■ **DATA TO PROCESS**
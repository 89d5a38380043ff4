//! Resilience patterns for external service calls.
//!
//! This module provides circuit breakers, bulkheads, and other
//! resilience patterns for handling external service failures.

mod circuit_breaker;

pub use circuit_breaker::{
    CircuitBreaker, CircuitBreakerConfig, CircuitBreakerMetrics, CircuitBreakerState,
    ServiceCircuitBreakers,
};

■ **DESCRIPTION OF THE TASK**
Copy out the full listing so that each line matches exactly.

■ **FINISHED TASK**
repository 89d5a38380043ff4
//! Resilience patterns for external service calls.
//!
//! This module provides circuit breakers, bulkheads, and other
//! resilience patterns for handling external service failures.

mod circuit_breaker;

pub use circuit_breaker::{
    CircuitBreaker, CircuitBreakerConfig, CircuitBreakerMetrics, CircuitBreakerState,
    ServiceCircuitBreakers,
};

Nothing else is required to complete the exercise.